━━━━━ RECORDS PROVIDED

use indexmap::IndexMap;
use serde::{Deserialize, Serialize};
use serde_json::Value;
use thiserror::Error;

use crate::collection::model::Collection;
use crate::variable::Environment;

/// 导入失败的原因；任何失败都不会改动现有状态
#[derive(Error, Debug)]
pub enum ImportError {
    #[error("无效的 JSON: {0}")]
    Json(#[from] serde_json::Error),

    #[error("文档顶层必须是 JSON 对象")]
    NotAnObject,

    #[error("集合名称不能为空")]
    UnnamedCollection,

    #[error("集合 '{collection}' 中第 {index} 个请求缺少名称")]
    UnnamedRequest { collection: String, index: usize },

    #[error("集合 '{collection}' 中存在重名请求 '{name}'")]
    DuplicateRequest { collection: String, name: String },
}

/// 导入/导出文件的内容：全部集合加上环境变量
#[derive(Debug, Clone, PartialEq, Default, Serialize, Deserialize)]
pub struct ExportDocument {
    #[serde(default)]
    pub collections: IndexMap<String, Collection>,

    #[serde(default)]
    pub environment_variables: Environment,
}

impl ExportDocument {
    /// 解析并整体校验导入文本，失败时不产生任何部分结果
    pub fn parse(text: &str) -> Result<Self, ImportError> {
        let value: Value = serde_json::from_str(text)?;
        if !value.is_object() {
            return Err(ImportError::NotAnObject);
        }

        let document: ExportDocument = serde_json::from_value(value)?;
        document.validate()?;
        Ok(document)
    }

    /// 集合必须有名称；集合内的请求必须有名称且不重名
    pub fn validate(&self) -> Result<(), ImportError> {
        for (collection_name, collection) in &self.collections {
            if collection_name.trim().is_empty() {
                return Err(ImportError::UnnamedCollection);
            }

            if let Some(index) = collection.iter().position(|r| r.name.trim().is_empty()) {
                return Err(ImportError::UnnamedRequest {
                    collection: collection_name.clone(),
                    index: index + 1,
                });
            }

            if let Some(name) = collection.duplicate_name() {
                return Err(ImportError::DuplicateRequest {
                    collection: collection_name.clone(),
                    name: name.to_string(),
                });
            }
        }
        Ok(())
    }

    pub fn to_json_pretty(&self) -> Result<String, serde_json::Error> {
        serde_json::to_string_pretty(self)
    }
}
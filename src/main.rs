mod cli;

use anyhow::Result;
use clap::Parser;
use cli::Cli;

#[tokio::main]
async fn main() -> Result<()> {
    let cli = Cli::parse();

    // 初始化日志系统
    ruprobe::logger::init_logger(cli.verbose);

    cli::run(cli).await
}
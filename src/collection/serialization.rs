use crate::http::BasicAuth;
use serde::{Deserialize, Deserializer, Serialize, Serializer};

/// 认证信息在文件中保存为 `[username, password]`，`["", ""]` 表示未设置
pub mod auth_pair {
    use super::*;

    pub fn serialize<S>(auth: &Option<BasicAuth>, serializer: S) -> Result<S::Ok, S::Error>
    where
        S: Serializer,
    {
        let pair = match auth {
            Some(auth) => (auth.username.as_str(), auth.password.as_str()),
            None => ("", ""),
        };
        pair.serialize(serializer)
    }

    pub fn deserialize<'de, D>(deserializer: D) -> Result<Option<BasicAuth>, D::Error>
    where
        D: Deserializer<'de>,
    {
        // 缺省或 null 与 ["", ""] 等价
        let pair: Option<(String, String)> = Option::deserialize(deserializer)?;
        Ok(pair.and_then(|(username, password)| BasicAuth::from_fields(&username, &password)))
    }
}
use crate::http::{ResponseContent, ResponseRecord};
use colored::*;

/// compact 模式下超过该长度的 body 只显示大小
const COMPACT_BODY_LIMIT: usize = 200;

pub enum ResponseFormat {
    Compact,
    Verbose,
}

pub struct ResponseFormatter {
    format: ResponseFormat,
    color: bool,
    show_body: bool,
    show_headers: bool,
}

impl ResponseFormatter {
    pub fn new(format: ResponseFormat) -> Self {
        Self {
            format,
            color: true,
            show_body: true,
            show_headers: true,
        }
    }

    pub fn without_color(mut self) -> Self {
        self.color = false;
        self
    }

    pub fn format(&self, response: &ResponseRecord) -> String {
        let mut output = vec![self.status_line(response), self.metrics_line(response)];

        if response.error {
            return output.join("\n");
        }

        match self.format {
            ResponseFormat::Compact => {
                if self.show_body {
                    let body = response.content_text();
                    if !body.is_empty() && body.len() < COMPACT_BODY_LIMIT {
                        output.push(body);
                    } else if !body.is_empty() {
                        output.push(format!("Body: {} bytes", response.size_bytes));
                    }
                }
            }
            ResponseFormat::Verbose => {
                if self.show_headers && !response.headers.is_empty() {
                    output.push(String::new());
                    output.push(self.paint("Headers:", |s| s.blue().bold()));
                    for (key, value) in &response.headers {
                        output.push(self.paint(&format!("   {}: {}", key, value), |s| s.blue()));
                    }
                }

                if self.show_body && response.size_bytes > 0 {
                    output.push(String::new());
                    let title = if response.is_json { "Body (JSON):" } else { "Body:" };
                    output.push(self.paint(title, |s| s.blue().bold()));
                    output.push(response.content_text());
                }
            }
        }

        output.join("\n")
    }

    fn status_line(&self, response: &ResponseRecord) -> String {
        let Some(status) = response.status() else {
            let message = match &response.content {
                ResponseContent::Error(message) => message.as_str(),
                ResponseContent::Json(_) | ResponseContent::Text(_) => "",
            };
            return self.paint(&format!("Request failed: {}", message), |s| s.red().bold());
        };

        let line = format!("HTTP {} {}", status.code(), status.reason_phrase());
        if status.is_success() {
            self.paint(&line, |s| s.green().bold())
        } else if status.is_redirect() {
            self.paint(&line, |s| s.cyan().bold())
        } else if status.is_client_error() {
            self.paint(&line, |s| s.yellow().bold())
        } else if status.is_server_error() {
            self.paint(&line, |s| s.red().bold())
        } else {
            self.paint(&line, |s| s.bold())
        }
    }

    fn metrics_line(&self, response: &ResponseRecord) -> String {
        let line = format!(
            "Time: {}ms  Size: {:.2} KB  At: {}",
            response.elapsed_ms,
            response.size_kb(),
            response.timestamp
        );
        self.paint(&line, |s| s.cyan())
    }

    fn paint(&self, text: &str, style: impl Fn(&str) -> ColoredString) -> String {
        if self.color {
            style(text).to_string()
        } else {
            text.to_string()
        }
    }
}
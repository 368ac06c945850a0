use crate::assertion::types::{AssertError, AssertionKind, AssertionSpec, JsonPath, RawAssertion};
use serde_json::Value;

/// 把原始断言解析为强类型的 [`AssertionSpec`]
///
/// 各类型的 `expected` 编码：
/// - `status_code`: `"200"` 或 `200`
/// - `response_time`: 毫秒数，`1000` 或 `"1000"`
/// - `header_exists`: header 名
/// - `header_value`: `"Content-Type: application/json"`
/// - `json_path`: `"data.items[0].id == 7"`
pub fn parse_assertion(raw: &RawAssertion) -> Result<AssertionSpec, AssertError> {
    let kind: AssertionKind = raw.kind.parse()?;
    let expected = expected_as_text(&raw.expected)?;

    match kind {
        AssertionKind::StatusCode => {
            let expected = non_empty(&expected, "Expected status code")?;
            Ok(AssertionSpec::StatusCode {
                expected: expected.to_string(),
            })
        }

        AssertionKind::ResponseTime => {
            let max_ms = parse_max_ms(&raw.expected, &expected)?;
            Ok(AssertionSpec::ResponseTime { max_ms })
        }

        AssertionKind::HeaderExists => {
            let name = non_empty(&expected, "Header name")?;
            Ok(AssertionSpec::HeaderExists {
                name: name.to_string(),
            })
        }

        AssertionKind::HeaderValue => {
            let (name, value) = parse_header_value(&expected)?;
            Ok(AssertionSpec::HeaderValue { name, value })
        }

        AssertionKind::JsonPath => {
            let (path, expected) = parse_json_path_expectation(&expected)?;
            Ok(AssertionSpec::JsonPath { path, expected })
        }
    }
}

/// 解析 `"Header-Name: value"`，在第一个冒号处分割，两侧去空白
pub fn parse_header_value(input: &str) -> Result<(String, String), AssertError> {
    let (name, value) = input.split_once(':').ok_or_else(|| {
        AssertError::InvalidSyntax(format!(
            "Expected 'Header-Name: value', got '{}'",
            input
        ))
    })?;

    let name = non_empty(name, "Header name")?;
    Ok((name.to_string(), value.trim().to_string()))
}

/// 解析 `"dot.path == value"`，在第一个 `==` 处分割，两侧去空白
pub fn parse_json_path_expectation(input: &str) -> Result<(JsonPath, String), AssertError> {
    let (path, expected) = input.split_once("==").ok_or_else(|| {
        AssertError::InvalidSyntax(format!("Expected 'path == value', got '{}'", input))
    })?;

    Ok((path.parse()?, expected.trim().to_string()))
}

fn expected_as_text(value: &Value) -> Result<String, AssertError> {
    match value {
        Value::String(s) => Ok(s.clone()),
        Value::Number(n) => Ok(n.to_string()),
        Value::Null | Value::Bool(_) | Value::Array(_) | Value::Object(_) => Err(
            AssertError::InvalidValue(format!("Expected a string or number, got {}", value)),
        ),
    }
}

fn parse_max_ms(value: &Value, text: &str) -> Result<f64, AssertError> {
    let max_ms = match value {
        Value::Number(n) => n.as_f64(),
        _ => text.trim().parse::<f64>().ok(),
    }
    .filter(|ms| ms.is_finite())
    .ok_or_else(|| {
        AssertError::InvalidValue(format!("'{}' is not a number of milliseconds", text))
    })?;

    Ok(max_ms)
}

fn non_empty<'a>(text: &'a str, what: &str) -> Result<&'a str, AssertError> {
    let trimmed = text.trim();
    if trimmed.is_empty() {
        Err(AssertError::InvalidValue(format!("{} must not be empty", what)))
    } else {
        Ok(trimmed)
    }
}
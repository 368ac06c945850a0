use std::borrow::Cow;
use std::path::Path;
use std::time::Duration;

use tracing::info;

use crate::assertion::evaluate;
use crate::collection::{CollectionStore, ExportDocument, ImportError, RequestTemplate};
use crate::error::Result;
use crate::history::{HistoryEntry, HistoryStore};
use crate::http::{Client, DEFAULT_TIMEOUT, Request};
use crate::variable::{Environment, VariableResolver};

/// 一次会话的全部状态：环境变量、请求集合和历史
///
/// `overlay` 保存配置文件和命令行提供的变量，只参与替换，不会被导出。
#[derive(Debug, Clone)]
pub struct Session {
    pub environment: Environment,
    pub collections: CollectionStore,
    pub history: HistoryStore,
    overlay: Environment,
    timeout: Duration,
}

impl Default for Session {
    fn default() -> Self {
        Self::new()
    }
}

impl Session {
    pub fn new() -> Self {
        Self::with_environment(Environment::new())
    }

    pub fn with_environment(environment: Environment) -> Self {
        Self {
            environment,
            collections: CollectionStore::new(),
            history: HistoryStore::new(),
            overlay: Environment::new(),
            timeout: DEFAULT_TIMEOUT,
        }
    }

    pub fn with_timeout(mut self, timeout: Duration) -> Self {
        self.timeout = timeout;
        self
    }

    pub fn timeout(&self) -> Duration {
        self.timeout
    }

    pub fn set_variable(&mut self, name: impl Into<String>, value: impl Into<String>) {
        self.environment.insert(name, value);
    }

    /// 设置运行期变量，同名时优先于 `environment`
    pub fn set_overlay(&mut self, overlay: Environment) {
        self.overlay = overlay;
    }

    /// 替换时实际使用的变量表
    pub fn effective_environment(&self) -> Cow<'_, Environment> {
        if self.overlay.is_empty() {
            return Cow::Borrowed(&self.environment);
        }
        let mut merged = self.environment.clone();
        merged.merge(self.overlay.clone());
        Cow::Owned(merged)
    }

    /// 变量替换、构建、发送、断言，然后写入历史
    ///
    /// 历史中保存的是替换前的模板。
    pub async fn send(&mut self, client: &Client, template: &RequestTemplate) -> &HistoryEntry {
        let resolved = VariableResolver::resolve_template(template, &self.effective_environment());
        let request = Request::from_template(&resolved, self.timeout);

        let response = client.execute(request).await;
        let results = evaluate(&response, &template.assertions);

        info!(
            "{} -> {} ({}ms)",
            template.label(),
            response
                .status_code
                .map(|c| c.to_string())
                .unwrap_or_else(|| "error".to_string()),
            response.elapsed_ms
        );

        self.history.record(template.clone(), response, results)
    }

    /// 导出全部集合和环境变量，不含运行期变量
    pub fn export_all(&self) -> ExportDocument {
        ExportDocument {
            collections: self.collections.to_map(),
            environment_variables: self.environment.clone(),
        }
    }

    pub fn export_to_file(&self, path: &Path) -> Result<()> {
        let document = self.export_all();
        std::fs::write(path, document.to_json_pretty()?)?;
        info!(
            "Exported {} collections to {}",
            document.collections.len(),
            path.display()
        );
        Ok(())
    }

    /// 导入文档文本；解析或校验失败时状态保持不变
    pub fn import_all(&mut self, text: &str) -> Result<()> {
        let document = ExportDocument::parse(text)?;
        self.import_document(document)?;
        Ok(())
    }

    pub fn import_from_file(&mut self, path: &Path) -> Result<()> {
        let text = std::fs::read_to_string(path)?;
        self.import_all(&text)
    }

    /// 同名集合和变量被覆盖，其余保留
    pub fn import_document(
        &mut self,
        document: ExportDocument,
    ) -> std::result::Result<(), ImportError> {
        document.validate()?;

        info!(
            "Importing {} collections and {} variables",
            document.collections.len(),
            document.environment_variables.len()
        );
        self.collections.merge(document.collections);
        self.environment.merge(document.environment_variables);
        Ok(())
    }
}
use super::model::{ComparisonRow, HistoryEntry};
use comfy_table::presets::UTF8_FULL;
use comfy_table::{Attribute, Cell, Color, Table};

fn status_cell(status: Option<u16>) -> Cell {
    match status {
        Some(code) => {
            let color = if code < 400 { Color::Green } else { Color::Red };
            Cell::new(code).fg(color)
        }
        None => Cell::new("Error").fg(Color::Red),
    }
}

/// 历史列表，ID 为记录在列表中的位置
pub fn history_table<'a>(entries: impl IntoIterator<Item = &'a HistoryEntry>) -> Table {
    let mut table = Table::new();
    table.load_preset(UTF8_FULL).set_header(vec![
        "ID",
        "Time",
        "Method",
        "URL",
        "Status",
        "Duration",
        "Assertions",
    ]);

    for (index, entry) in entries.into_iter().enumerate() {
        let summary = entry.assertion_summary();
        let assertions = if summary.total == 0 {
            Cell::new("-").add_attribute(Attribute::Dim)
        } else if summary.all_passed() {
            Cell::new(summary).fg(Color::Green)
        } else {
            Cell::new(summary).fg(Color::Red)
        };

        table.add_row(vec![
            Cell::new(index),
            Cell::new(entry.timestamp.format("%H:%M:%S")),
            Cell::new(entry.request.method),
            Cell::new(&entry.request.url).add_attribute(Attribute::Dim),
            status_cell(entry.response.status_code),
            Cell::new(format!("{}ms", entry.response.elapsed_ms)),
            assertions,
        ]);
    }

    table
}

/// 多条记录的耗时与大小对比
pub fn comparison_table(rows: &[ComparisonRow]) -> Table {
    let mut table = Table::new();
    table
        .load_preset(UTF8_FULL)
        .set_header(vec!["Request", "Status", "Time (ms)", "Size (KB)"]);

    for row in rows {
        table.add_row(vec![
            Cell::new(&row.request),
            status_cell(row.status_code),
            Cell::new(format!("{:.2}", row.elapsed_ms)),
            Cell::new(format!("{:.2}", row.size_kb)),
        ]);
    }

    table
}

pub fn print_history<'a>(entries: impl IntoIterator<Item = &'a HistoryEntry>) {
    println!("{}", history_table(entries));
}

pub fn print_comparison(rows: &[ComparisonRow]) {
    println!("{}", comparison_table(rows));
}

━━━━━━━━━━

-- WORK ITEM --
Wherever a line above contains the string "Attribute", copy that line.

-- TASK OUTPUT --
use comfy_table::{Attribute, Cell, Color, Table};
            Cell::new("-").add_attribute(Attribute::Dim)
            Cell::new(&entry.request.url).add_attribute(Attribute::Dim),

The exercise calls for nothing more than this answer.